##### Working data

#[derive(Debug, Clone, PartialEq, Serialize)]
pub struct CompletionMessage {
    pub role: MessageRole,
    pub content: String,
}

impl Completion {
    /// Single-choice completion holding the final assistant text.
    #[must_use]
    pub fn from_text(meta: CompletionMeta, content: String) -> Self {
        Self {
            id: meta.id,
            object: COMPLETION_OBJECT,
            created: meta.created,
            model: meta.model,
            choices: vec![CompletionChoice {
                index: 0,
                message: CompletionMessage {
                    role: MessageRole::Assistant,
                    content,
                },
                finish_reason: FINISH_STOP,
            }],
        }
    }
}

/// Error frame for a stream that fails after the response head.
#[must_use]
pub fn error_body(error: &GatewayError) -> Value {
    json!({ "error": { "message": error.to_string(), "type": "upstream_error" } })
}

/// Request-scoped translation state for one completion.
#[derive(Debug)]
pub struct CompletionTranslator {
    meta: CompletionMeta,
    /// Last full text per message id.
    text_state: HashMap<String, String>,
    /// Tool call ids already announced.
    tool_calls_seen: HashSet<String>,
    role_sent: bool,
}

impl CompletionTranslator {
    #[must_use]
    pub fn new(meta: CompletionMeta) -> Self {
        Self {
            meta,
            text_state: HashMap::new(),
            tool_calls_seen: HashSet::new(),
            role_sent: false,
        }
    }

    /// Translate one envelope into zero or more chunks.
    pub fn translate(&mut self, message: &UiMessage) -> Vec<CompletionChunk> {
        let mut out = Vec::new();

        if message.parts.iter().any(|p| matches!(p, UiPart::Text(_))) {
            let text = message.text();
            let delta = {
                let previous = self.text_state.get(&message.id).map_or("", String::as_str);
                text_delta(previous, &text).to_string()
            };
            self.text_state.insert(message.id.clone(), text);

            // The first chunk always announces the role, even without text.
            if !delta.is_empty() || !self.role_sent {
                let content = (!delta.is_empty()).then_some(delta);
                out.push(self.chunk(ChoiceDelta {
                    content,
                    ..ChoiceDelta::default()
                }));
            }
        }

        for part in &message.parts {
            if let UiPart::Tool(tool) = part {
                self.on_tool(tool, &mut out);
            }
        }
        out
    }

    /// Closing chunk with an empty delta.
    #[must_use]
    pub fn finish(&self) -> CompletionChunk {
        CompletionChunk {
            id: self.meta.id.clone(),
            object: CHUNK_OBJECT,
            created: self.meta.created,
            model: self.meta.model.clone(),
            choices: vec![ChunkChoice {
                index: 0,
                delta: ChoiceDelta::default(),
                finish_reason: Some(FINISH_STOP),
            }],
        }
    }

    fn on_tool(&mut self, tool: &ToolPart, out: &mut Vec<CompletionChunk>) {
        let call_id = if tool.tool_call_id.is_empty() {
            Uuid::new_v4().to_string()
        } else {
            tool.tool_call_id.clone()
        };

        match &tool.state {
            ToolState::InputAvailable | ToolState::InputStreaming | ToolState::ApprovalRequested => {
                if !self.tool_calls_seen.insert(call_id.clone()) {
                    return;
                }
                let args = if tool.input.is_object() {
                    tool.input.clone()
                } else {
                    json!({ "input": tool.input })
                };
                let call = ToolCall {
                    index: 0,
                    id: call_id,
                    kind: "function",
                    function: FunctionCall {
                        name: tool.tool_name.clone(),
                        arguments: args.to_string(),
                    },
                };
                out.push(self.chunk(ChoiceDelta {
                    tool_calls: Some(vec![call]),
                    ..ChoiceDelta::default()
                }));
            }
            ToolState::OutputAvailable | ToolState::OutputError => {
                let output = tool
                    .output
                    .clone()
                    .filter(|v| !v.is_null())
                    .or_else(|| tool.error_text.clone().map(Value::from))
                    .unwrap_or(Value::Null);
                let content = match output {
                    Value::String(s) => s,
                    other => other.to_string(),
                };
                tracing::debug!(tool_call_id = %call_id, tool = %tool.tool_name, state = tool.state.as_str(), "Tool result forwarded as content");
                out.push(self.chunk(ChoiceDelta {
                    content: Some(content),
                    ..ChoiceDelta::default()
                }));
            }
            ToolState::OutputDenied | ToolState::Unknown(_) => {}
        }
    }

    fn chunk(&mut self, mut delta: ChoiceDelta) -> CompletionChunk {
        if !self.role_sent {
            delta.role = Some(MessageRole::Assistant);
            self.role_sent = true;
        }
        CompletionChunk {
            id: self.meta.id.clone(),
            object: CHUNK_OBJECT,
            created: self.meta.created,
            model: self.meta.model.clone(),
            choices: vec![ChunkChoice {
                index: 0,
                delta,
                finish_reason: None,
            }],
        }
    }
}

##########
##### Working data

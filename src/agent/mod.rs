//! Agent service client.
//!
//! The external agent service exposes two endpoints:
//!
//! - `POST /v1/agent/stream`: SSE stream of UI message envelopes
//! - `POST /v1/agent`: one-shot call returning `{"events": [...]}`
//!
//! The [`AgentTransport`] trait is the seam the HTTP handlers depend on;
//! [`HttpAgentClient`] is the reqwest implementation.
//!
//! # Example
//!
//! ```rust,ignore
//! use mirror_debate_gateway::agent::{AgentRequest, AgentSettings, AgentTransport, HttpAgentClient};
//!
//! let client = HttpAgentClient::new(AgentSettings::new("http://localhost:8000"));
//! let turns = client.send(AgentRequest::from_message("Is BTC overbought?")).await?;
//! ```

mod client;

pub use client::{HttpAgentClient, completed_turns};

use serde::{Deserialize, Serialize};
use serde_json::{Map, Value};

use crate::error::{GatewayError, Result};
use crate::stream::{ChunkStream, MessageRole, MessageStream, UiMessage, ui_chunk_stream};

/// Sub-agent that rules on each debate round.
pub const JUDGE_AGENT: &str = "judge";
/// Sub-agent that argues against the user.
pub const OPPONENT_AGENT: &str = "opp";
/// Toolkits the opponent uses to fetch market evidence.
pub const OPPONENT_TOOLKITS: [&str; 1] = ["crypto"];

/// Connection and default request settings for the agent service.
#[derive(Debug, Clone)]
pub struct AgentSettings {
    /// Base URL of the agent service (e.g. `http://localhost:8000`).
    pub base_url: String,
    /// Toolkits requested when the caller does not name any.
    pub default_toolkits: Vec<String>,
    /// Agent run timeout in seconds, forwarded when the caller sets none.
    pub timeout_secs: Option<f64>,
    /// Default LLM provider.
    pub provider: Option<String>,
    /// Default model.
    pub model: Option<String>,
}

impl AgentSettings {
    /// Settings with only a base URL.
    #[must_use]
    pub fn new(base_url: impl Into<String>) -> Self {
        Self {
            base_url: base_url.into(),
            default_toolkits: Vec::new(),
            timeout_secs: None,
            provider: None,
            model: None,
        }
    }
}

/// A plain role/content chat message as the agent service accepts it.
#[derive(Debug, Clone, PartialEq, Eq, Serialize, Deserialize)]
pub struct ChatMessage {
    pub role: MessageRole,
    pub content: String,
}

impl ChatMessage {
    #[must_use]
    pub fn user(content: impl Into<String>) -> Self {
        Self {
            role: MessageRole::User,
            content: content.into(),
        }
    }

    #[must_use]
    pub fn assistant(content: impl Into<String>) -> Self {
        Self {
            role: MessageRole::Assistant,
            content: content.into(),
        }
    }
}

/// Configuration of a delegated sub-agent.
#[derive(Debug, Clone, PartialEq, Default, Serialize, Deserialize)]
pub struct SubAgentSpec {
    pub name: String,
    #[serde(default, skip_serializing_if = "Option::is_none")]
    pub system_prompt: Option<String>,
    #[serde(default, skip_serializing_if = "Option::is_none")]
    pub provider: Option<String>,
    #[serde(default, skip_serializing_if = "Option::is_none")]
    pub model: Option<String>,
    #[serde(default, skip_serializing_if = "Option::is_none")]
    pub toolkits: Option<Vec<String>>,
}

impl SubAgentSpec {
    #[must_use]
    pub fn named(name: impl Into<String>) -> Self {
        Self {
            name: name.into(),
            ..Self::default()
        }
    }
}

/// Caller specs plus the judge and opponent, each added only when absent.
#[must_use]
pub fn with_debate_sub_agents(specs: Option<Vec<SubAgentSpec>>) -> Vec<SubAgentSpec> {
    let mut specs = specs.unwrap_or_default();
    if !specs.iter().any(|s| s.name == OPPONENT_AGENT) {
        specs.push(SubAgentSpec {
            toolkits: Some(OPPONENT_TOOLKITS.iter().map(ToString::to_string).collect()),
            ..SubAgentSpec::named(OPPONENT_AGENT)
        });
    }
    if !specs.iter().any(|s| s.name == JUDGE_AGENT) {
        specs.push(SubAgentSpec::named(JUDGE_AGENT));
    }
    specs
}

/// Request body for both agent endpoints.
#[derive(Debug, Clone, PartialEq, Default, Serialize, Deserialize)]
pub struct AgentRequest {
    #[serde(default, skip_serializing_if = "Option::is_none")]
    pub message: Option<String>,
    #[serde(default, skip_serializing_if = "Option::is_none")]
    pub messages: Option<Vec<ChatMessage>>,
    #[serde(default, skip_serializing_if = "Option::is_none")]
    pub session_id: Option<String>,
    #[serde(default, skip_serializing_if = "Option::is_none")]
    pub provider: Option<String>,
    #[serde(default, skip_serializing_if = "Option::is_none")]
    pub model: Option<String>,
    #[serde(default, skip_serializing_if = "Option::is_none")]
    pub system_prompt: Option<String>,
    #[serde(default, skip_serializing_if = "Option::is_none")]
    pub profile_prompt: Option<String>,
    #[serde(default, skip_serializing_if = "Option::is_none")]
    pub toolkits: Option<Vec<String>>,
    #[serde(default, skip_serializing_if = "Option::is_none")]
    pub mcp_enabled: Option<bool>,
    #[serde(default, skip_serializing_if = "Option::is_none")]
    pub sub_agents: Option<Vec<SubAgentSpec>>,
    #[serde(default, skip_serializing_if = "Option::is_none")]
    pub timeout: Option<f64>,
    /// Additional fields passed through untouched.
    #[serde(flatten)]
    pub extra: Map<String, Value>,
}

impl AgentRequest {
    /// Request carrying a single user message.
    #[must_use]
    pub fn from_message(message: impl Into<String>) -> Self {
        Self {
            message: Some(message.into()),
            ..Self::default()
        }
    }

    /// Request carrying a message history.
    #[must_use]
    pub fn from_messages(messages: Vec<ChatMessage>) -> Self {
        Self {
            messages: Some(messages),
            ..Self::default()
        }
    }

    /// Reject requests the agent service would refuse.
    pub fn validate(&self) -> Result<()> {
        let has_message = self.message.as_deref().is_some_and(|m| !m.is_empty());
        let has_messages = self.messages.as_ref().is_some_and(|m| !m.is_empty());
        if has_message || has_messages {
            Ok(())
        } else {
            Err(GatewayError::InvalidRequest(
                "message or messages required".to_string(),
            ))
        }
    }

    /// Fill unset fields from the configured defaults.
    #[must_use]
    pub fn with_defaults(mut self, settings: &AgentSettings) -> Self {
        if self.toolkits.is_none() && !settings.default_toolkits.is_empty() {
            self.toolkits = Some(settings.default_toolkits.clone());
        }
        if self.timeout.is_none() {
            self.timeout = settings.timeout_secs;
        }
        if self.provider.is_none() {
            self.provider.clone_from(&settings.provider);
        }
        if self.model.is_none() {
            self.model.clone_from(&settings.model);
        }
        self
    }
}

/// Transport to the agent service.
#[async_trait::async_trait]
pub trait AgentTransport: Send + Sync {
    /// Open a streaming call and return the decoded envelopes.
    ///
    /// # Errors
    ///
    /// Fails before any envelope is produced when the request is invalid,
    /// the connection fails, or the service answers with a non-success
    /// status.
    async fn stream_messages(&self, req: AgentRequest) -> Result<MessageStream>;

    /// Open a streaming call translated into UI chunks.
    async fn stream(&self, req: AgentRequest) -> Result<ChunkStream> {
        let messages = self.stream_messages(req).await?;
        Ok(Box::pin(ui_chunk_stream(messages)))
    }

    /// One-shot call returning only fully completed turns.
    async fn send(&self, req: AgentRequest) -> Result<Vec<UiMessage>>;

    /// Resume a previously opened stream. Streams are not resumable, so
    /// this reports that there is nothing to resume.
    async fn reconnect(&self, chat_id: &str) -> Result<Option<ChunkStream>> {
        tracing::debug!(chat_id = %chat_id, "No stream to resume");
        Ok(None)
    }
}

##########

» The task
The word "ChunkStream" appears in some lines above. Return every one of those lines.

» Output for this task
use crate::stream::{ChunkStream, MessageRole, MessageStream, UiMessage, ui_chunk_stream};
    async fn stream(&self, req: AgentRequest) -> Result<ChunkStream> {
    async fn reconnect(&self, chat_id: &str) -> Result<Option<ChunkStream>> {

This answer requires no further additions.